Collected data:
-- -- --

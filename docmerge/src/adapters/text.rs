//! Plain text and CSV adapter.
//!
//! Both formats are decoded as UTF-8 through a [`ChunkReader`], so a
//! multi-byte sequence split across two slices is reassembled rather than
//! replaced. A leading byte-order mark is dropped and invalid sequences
//! become U+FFFD.
//!
//! CSV handling is deliberately simple: rows are split on commas and a pair
//! of surrounding quotes is stripped from each field. Quoted commas and
//! embedded newlines are not understood.

use super::{FormatAdapter, bounded_preview, count_words};
use crate::chunk::{ChunkProcessor, ChunkReader};
use crate::config::{ChunkConfig, MergeOptions, TextSeparator};
use crate::convert::text_grid;
use crate::document::{DocumentMetadata, ProcessorResult, SourceDocument};
use crate::error::{DocMergeError, Result};
use crate::format::LogicalFormat;
use bytes::Bytes;
use tracing::{debug, warn};

const UTF8_BOM: &[u8] = &[0xEF, 0xBB, 0xBF];

/// Lines shown in a text preview.
const PREVIEW_LINES: usize = 10;

/// Rows shown in a CSV preview, header included.
const PREVIEW_ROWS: usize = 6;

/// Adapter for `text/plain` and `text/csv`.
#[derive(Debug, Clone, Copy, PartialEq, Eq)]
pub struct TextAdapter {
    kind: LogicalFormat,
}

impl TextAdapter {
    /// Plain text.
    pub const PLAIN: TextAdapter = TextAdapter {
        kind: LogicalFormat::Txt,
    };

    /// Comma-separated values.
    pub const CSV: TextAdapter = TextAdapter {
        kind: LogicalFormat::Csv,
    };

    /// Word count computed slice by slice with `processor`.
    ///
    /// Slices are counted concurrently; a word cut by a slice boundary is
    /// counted once. The result equals [`FormatAdapter::analyze`] on the
    /// same bytes. `on_chunk(completed, total)` is called per slice.
    pub async fn analyze_chunked(
        &self,
        data: &Bytes,
        processor: &ChunkProcessor,
        on_chunk: impl FnMut(usize, usize),
    ) -> DocumentMetadata {
        let body = strip_bom(data);
        let counts = processor
            .process_chunks(
                &body,
                |chunk| {
                    let body = body.clone();
                    async move { count_slice(&body, chunk.offset, chunk.data.len()) }
                },
                on_chunk,
            )
            .await;

        let mut words = 0u64;
        let mut previous_ends_in_word = false;
        for count in counts.into_iter().filter(|c| !c.empty) {
            words += count.words;
            if previous_ends_in_word && count.starts_in_word {
                words -= 1;
            }
            previous_ends_in_word = count.ends_in_word;
        }

        debug!(format = %self.kind, words, "Chunked text analysis finished");
        DocumentMetadata {
            word_count: Some(words),
            ..Default::default()
        }
    }

    fn merge_text(&self, sources: &[SourceDocument], options: &MergeOptions) -> ProcessorResult {
        let mut out = String::new();
        let mut warnings = Vec::new();
        let mut merged = 0usize;

        for source in sources {
            let text = decode_text(&source.data);
            let body = text.trim_end();
            if body.trim().is_empty() {
                warn!(file = %source.name, "Skipping text file without content");
                warnings.push(format!("{}: no text content", source.name));
                continue;
            }

            if merged > 0 {
                out.push_str(&options.separator.render(&source.name));
            } else if options.separator == TextSeparator::FileHeader {
                out.push_str(options.separator.render(&source.name).trim_start());
            }
            out.push_str(body);
            merged += 1;
        }

        if merged == 0 {
            return ProcessorResult::failed("no text content could be read from any input");
        }

        out.push('\n');
        let metadata = DocumentMetadata {
            word_count: Some(count_words(&out)),
            ..Default::default()
        };
        ProcessorResult::ok(out, LogicalFormat::Txt)
            .with_warnings(warnings)
            .with_metadata(metadata)
    }

    fn merge_csv(&self, sources: &[SourceDocument], options: &MergeOptions) -> ProcessorResult {
        let mut lines: Vec<String> = Vec::new();
        let mut warnings = Vec::new();
        let mut merged = 0usize;
        let drop_repeated_header = options.include_headers && options.skip_duplicate_headers;

        for source in sources {
            let rows = parse_rows(&decode_text(&source.data));
            if rows.is_empty() {
                warn!(file = %source.name, "Skipping CSV file without rows");
                warnings.push(format!("{}: no rows", source.name));
                continue;
            }

            let skip = usize::from(drop_repeated_header && merged > 0);
            lines.extend(rows.iter().skip(skip).map(|row| write_row(row)));
            merged += 1;
        }

        if merged == 0 {
            return ProcessorResult::failed("no rows could be read from any input CSV");
        }

        let mut out = lines.join("\n");
        out.push('\n');
        ProcessorResult::ok(out, LogicalFormat::Csv).with_warnings(warnings)
    }
}

impl FormatAdapter for TextAdapter {
    fn format(&self) -> LogicalFormat {
        self.kind
    }

    fn analyze(&self, data: &Bytes) -> DocumentMetadata {
        DocumentMetadata {
            word_count: Some(count_words(&decode_text(data))),
            ..Default::default()
        }
    }

    fn preview(&self, data: &Bytes) -> String {
        let text = decode_text(data);
        let preview = match self.kind {
            LogicalFormat::Csv => {
                let rows = parse_rows(&text);
                let columns = rows.iter().map(Vec::len).max().unwrap_or(0);
                let head: Vec<Vec<String>> = rows.iter().take(PREVIEW_ROWS).cloned().collect();
                format!(
                    "CSV data, {} row(s), {columns} column(s)\n\n{}",
                    rows.len(),
                    text_grid(&head)
                )
            }
            _ => {
                let head: Vec<&str> = text
                    .lines()
                    .filter(|l| !l.trim().is_empty())
                    .take(PREVIEW_LINES)
                    .collect();
                format!(
                    "Text document, {} line(s), {} word(s)\n\n{}",
                    text.lines().count(),
                    count_words(&text),
                    head.join("\n")
                )
            }
        };
        bounded_preview(&preview)
    }

    fn extract_text(&self, data: &Bytes) -> Result<String> {
        Ok(decode_text(data))
    }

    fn validate_structure(&self, data: &Bytes) -> Result<()> {
        if data.contains(&0) {
            return Err(DocMergeError::corrupted(
                self.kind,
                "binary content in a text file",
            ));
        }
        Ok(())
    }

    fn merge_same_format(
        &self,
        sources: &[SourceDocument],
        options: &MergeOptions,
    ) -> ProcessorResult {
        match self.kind {
            LogicalFormat::Csv => self.merge_csv(sources, options),
            _ => self.merge_text(sources, options),
        }
    }

    fn bridge_text(&self, data: &Bytes) -> Result<String> {
        let text = decode_text(data);
        match self.kind {
            LogicalFormat::Csv => Ok(text_grid(&parse_rows(&text))),
            _ => Ok(text),
        }
    }
}

/// Decode UTF-8 slice by slice with the default chunk size.
pub fn decode_text(data: &Bytes) -> String {
    decode_text_chunked(data, ChunkConfig::default().chunk_size)
}

/// Decode UTF-8 slice by slice.
///
/// A sequence cut by a slice boundary is carried into the next slice; one
/// left incomplete at the very end is replaced.
pub fn decode_text_chunked(data: &Bytes, chunk_size: usize) -> String {
    let body = strip_bom(data);
    let mut out = String::with_capacity(body.len());
    let mut pending: Vec<u8> = Vec::new();

    for chunk in ChunkReader::new(body, chunk_size) {
        pending.extend_from_slice(&chunk.data);
        let keep = decode_into(&pending, chunk.is_last, &mut out);
        pending.drain(..pending.len() - keep);
    }

    out
}

/// Decode as much of `buf` as possible into `out`, returning how many
/// trailing bytes form an incomplete sequence to retry with more input.
fn decode_into(buf: &[u8], flush: bool, out: &mut String) -> usize {
    let mut rest = buf;
    loop {
        match std::str::from_utf8(rest) {
            Ok(valid) => {
                out.push_str(valid);
                return 0;
            }
            Err(err) => {
                let (valid, after) = rest.split_at(err.valid_up_to());
                out.push_str(&String::from_utf8_lossy(valid));
                match err.error_len() {
                    Some(len) => {
                        out.push(char::REPLACEMENT_CHARACTER);
                        rest = &after[len..];
                    }
                    None if flush => {
                        out.push(char::REPLACEMENT_CHARACTER);
                        return 0;
                    }
                    None => return after.len(),
                }
            }
        }
    }
}

fn strip_bom(data: &Bytes) -> Bytes {
    if data.starts_with(UTF8_BOM) {
        data.slice(UTF8_BOM.len()..)
    } else {
        data.clone()
    }
}

#[derive(Debug, Clone, Copy)]
struct SliceWords {
    words: u64,
    starts_in_word: bool,
    ends_in_word: bool,
    empty: bool,
}

/// Count words in `data[offset..offset + len]`, with both ends moved forward
/// to character boundaries so no character is split between slices.
fn count_slice(data: &[u8], offset: usize, len: usize) -> SliceWords {
    let is_continuation = |b: u8| b & 0xC0 == 0x80;
    let mut start = offset;
    let mut end = (offset + len).min(data.len());
    while start < end && is_continuation(data[start]) {
        start += 1;
    }
    while end < data.len() && is_continuation(data[end]) {
        end += 1;
    }

    let text = String::from_utf8_lossy(&data[start..end]);
    SliceWords {
        words: count_words(&text),
        starts_in_word: text.chars().next().is_some_and(|c| !c.is_whitespace()),
        ends_in_word: text.chars().next_back().is_some_and(|c| !c.is_whitespace()),
        empty: text.is_empty(),
    }
}

/// Split CSV text into rows of fields, skipping blank lines.
pub fn parse_rows(text: &str) -> Vec<Vec<String>> {
    text.lines()
        .filter(|line| !line.trim().is_empty())
        .map(|line| line.split(',').map(unquote).collect())
        .collect()
}

fn unquote(field: &str) -> String {
    let field = field.trim();
    match field
        .strip_prefix('"')
        .and_then(|inner| inner.strip_suffix('"'))
    {
        Some(inner) => inner.replace("\"\"", "\""),
        None => field.to_string(),
    }
}

fn write_row(row: &[String]) -> String {
    row.iter()
        .map(|field| {
            if field.contains([',', '"', '\n']) {
                format!("\"{}\"", field.replace('"', "\"\""))
            } else {
                field.clone()
            }
        })
        .collect::<Vec<_>>()
        .join(",")
}
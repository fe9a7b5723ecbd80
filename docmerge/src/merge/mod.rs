//! Merge orchestration.
//!
//! Documents move through [`pipeline::process_document`] independently. Once
//! all of them have settled, the [`Orchestrator`] decides the output format
//! ([`decision`]), runs a [`ProcessingJob`] and reports progress to a
//! [`MergeObserver`]. [`MergeSession`] ties the pieces together and owns the
//! live output.
//!
//! # Examples
//!
//! ```no_run
//! use docmerge::format::FileInput;
//! use docmerge::merge::{MergeSession, NoopObserver};
//! use docmerge::MergeOptions;
//!
//! # async fn example() -> docmerge::Result<()> {
//! let mut session = MergeSession::default();
//! session.add_files(vec![
//!     FileInput::from_name("a.pdf", std::fs::read("a.pdf")?),
//!     FileInput::from_name("notes.txt", std::fs::read("notes.txt")?),
//! ])?;
//! session.process_pending(&NoopObserver).await;
//!
//! let job = session.merge(MergeOptions::default(), &NoopObserver).await?;
//! println!("{} ({})", job.status, job.format_reason);
//! # Ok(())
//! # }
//! ```

pub mod decision;
pub mod job;
pub mod orchestrator;
pub mod pipeline;
pub mod progress;
pub mod session;

pub use decision::{
    FormatReason, MergePlan, MergeStrategy, OutputDecision, decide_output_format, plan_merge,
};
pub use job::{ActiveJobGuard, JobStatus, ProcessingJob};
pub use orchestrator::{CancelToken, MergeOutput, Orchestrator};
pub use pipeline::process_document;
pub use progress::{MergeObserver, NoopObserver, ProgressTracker};
pub use session::{MergeSession, PipelineSummary};
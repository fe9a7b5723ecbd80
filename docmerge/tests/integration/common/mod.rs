//! In-memory fixtures for every supported format.
//!
//! Nothing is read from disk: PDFs are rendered through the conversion
//! bridge and OOXML packages are assembled part by part.

#![allow(dead_code)]

use docmerge::convert::ConversionBridge;
use docmerge::convert::layout::PAGE_BREAK;
use docmerge::ooxml::{PackageWriter, escape_xml};
use docmerge::{FileInput, MergeSession, NoopObserver};

/// A PDF with `pages` pages, each carrying `label` and its page number.
pub fn pdf(label: &str, pages: usize) -> Vec<u8> {
    let text = (1..=pages)
        .map(|n| format!("{label} page {n}"))
        .collect::<Vec<_>>()
        .join(&PAGE_BREAK.to_string());
    ConversionBridge::default()
        .text_to_pdf(&text)
        .expect("render fixture pdf")
        .to_vec()
}

/// Starts like a PDF but cannot be parsed.
pub fn corrupt_pdf() -> Vec<u8> {
    b"%PDF-1.7\n1 0 obj << /Type /Catalog /Pages 2 0 R >>\ntruncated".to_vec()
}

/// A Word document with one paragraph per entry.
pub fn docx(paragraphs: &[&str]) -> Vec<u8> {
    let body: String = paragraphs
        .iter()
        .map(|p| format!("<w:p><w:r><w:t>{}</w:t></w:r></w:p>", escape_xml(p)))
        .collect();
    let document = format!(
        r#"<?xml version="1.0" encoding="UTF-8"?><w:document xmlns:w="http://schemas.openxmlformats.org/wordprocessingml/2006/main"><w:body>{body}</w:body></w:document>"#
    );

    let mut writer = PackageWriter::new();
    writer
        .add_part("[Content_Types].xml", CONTENT_TYPES)
        .expect("content types");
    writer
        .add_part("word/document.xml", &document)
        .expect("document part");
    writer.finish().expect("finish docx")
}

/// A workbook with one sheet per `(name, rows)` entry, cells as inline strings.
pub fn xlsx(sheets: &[(&str, &[&[&str]])]) -> Vec<u8> {
    let mut writer = PackageWriter::new();
    writer
        .add_part("[Content_Types].xml", CONTENT_TYPES)
        .expect("content types");

    let mut entries = String::new();
    let mut rels = String::new();
    for (index, (name, rows)) in sheets.iter().enumerate() {
        let n = index + 1;
        entries.push_str(&format!(
            r#"<sheet name="{}" sheetId="{n}" r:id="rId{n}"/>"#,
            escape_xml(name)
        ));
        rels.push_str(&format!(
            r#"<Relationship Id="rId{n}" Type="worksheet" Target="worksheets/sheet{n}.xml"/>"#
        ));
        writer
            .add_part(&format!("xl/worksheets/sheet{n}.xml"), &sheet_xml(rows))
            .expect("sheet part");
    }

    writer
        .add_part(
            "xl/workbook.xml",
            &format!(
                r#"<workbook xmlns="http://schemas.openxmlformats.org/spreadsheetml/2006/main" xmlns:r="http://schemas.openxmlformats.org/officeDocument/2006/relationships"><sheets>{entries}</sheets></workbook>"#
            ),
        )
        .expect("workbook part");
    writer
        .add_part(
            "xl/_rels/workbook.xml.rels",
            &format!("<Relationships>{rels}</Relationships>"),
        )
        .expect("workbook rels");
    writer.finish().expect("finish xlsx")
}

fn sheet_xml(rows: &[&[&str]]) -> String {
    let mut data = String::new();
    for (r, row) in rows.iter().enumerate() {
        data.push_str(&format!(r#"<row r="{}">"#, r + 1));
        for (c, value) in row.iter().enumerate() {
            let column = char::from(b'A' + c as u8);
            data.push_str(&format!(
                r#"<c r="{column}{}" t="inlineStr"><is><t>{}</t></is></c>"#,
                r + 1,
                escape_xml(value)
            ));
        }
        data.push_str("</row>");
    }
    format!(
        r#"<worksheet xmlns="http://schemas.openxmlformats.org/spreadsheetml/2006/main"><sheetData>{data}</sheetData></worksheet>"#
    )
}

/// A presentation with one slide per `(title, bullets)` entry.
pub fn pptx(slides: &[(&str, &[&str])]) -> Vec<u8> {
    let mut writer = PackageWriter::new();
    writer
        .add_part("[Content_Types].xml", CONTENT_TYPES)
        .expect("content types");

    let mut ids = String::new();
    let mut rels = String::new();
    for (index, (title, bullets)) in slides.iter().enumerate() {
        let n = index + 1;
        let bullets: String = bullets
            .iter()
            .map(|b| format!("<a:p><a:r><a:t>{}</a:t></a:r></a:p>", escape_xml(b)))
            .collect();
        let slide = format!(
            r#"<p:sld xmlns:p="p" xmlns:a="a"><p:cSld><p:spTree><p:sp><p:nvSpPr><p:nvPr><p:ph type="title"/></p:nvPr></p:nvSpPr><p:txBody><a:p><a:r><a:t>{}</a:t></a:r></a:p></p:txBody></p:sp><p:sp><p:txBody>{bullets}</p:txBody></p:sp></p:spTree></p:cSld></p:sld>"#,
            escape_xml(title)
        );
        writer
            .add_part(&format!("ppt/slides/slide{n}.xml"), &slide)
            .expect("slide part");
        ids.push_str(&format!(r#"<p:sldId id="{}" r:id="rId{n}"/>"#, 255 + n));
        rels.push_str(&format!(
            r#"<Relationship Id="rId{n}" Type="slide" Target="slides/slide{n}.xml"/>"#
        ));
    }

    writer
        .add_part(
            "ppt/presentation.xml",
            &format!(
                r#"<p:presentation xmlns:p="p" xmlns:r="r"><p:sldIdLst>{ids}</p:sldIdLst></p:presentation>"#
            ),
        )
        .expect("presentation part");
    writer
        .add_part(
            "ppt/_rels/presentation.xml.rels",
            &format!("<Relationships>{rels}</Relationships>"),
        )
        .expect("presentation rels");
    writer.finish().expect("finish pptx")
}

/// CSV text from rows.
pub fn csv(rows: &[&[&str]]) -> Vec<u8> {
    let mut out = rows
        .iter()
        .map(|row| row.join(","))
        .collect::<Vec<_>>()
        .join("\n");
    out.push('\n');
    out.into_bytes()
}

/// Pages in a PDF buffer.
pub fn page_count(data: &[u8]) -> usize {
    lopdf::Document::load_mem(data)
        .expect("load merged pdf")
        .get_pages()
        .len()
}

/// Whether the content stream of page `number` (1-based) contains `needle`.
pub fn page_contains(data: &[u8], number: u32, needle: &str) -> bool {
    let doc = lopdf::Document::load_mem(data).expect("load merged pdf");
    let Some(page_id) = doc.get_pages().get(&number).copied() else {
        return false;
    };
    let content = doc.get_page_content(page_id).unwrap_or_default();
    content
        .windows(needle.len())
        .any(|window| window == needle.as_bytes())
}

/// A session holding `files`, already through the processing pipeline.
pub async fn processed_session(files: Vec<FileInput>) -> MergeSession {
    let mut session = MergeSession::default();
    session.add_files(files).expect("add files");
    session.process_pending(&NoopObserver).await;
    session
}

const CONTENT_TYPES: &str = r#"<?xml version="1.0" encoding="UTF-8"?><Types xmlns="http://schemas.openxmlformats.org/package/2006/content-types"><Default Extension="xml" ContentType="application/xml"/></Types>"#;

-- -- --

A copy of each line above that holds the word "None" is the expected answer.

                    None if flush => {
                    None => return after.len(),
        None => field.to_string(),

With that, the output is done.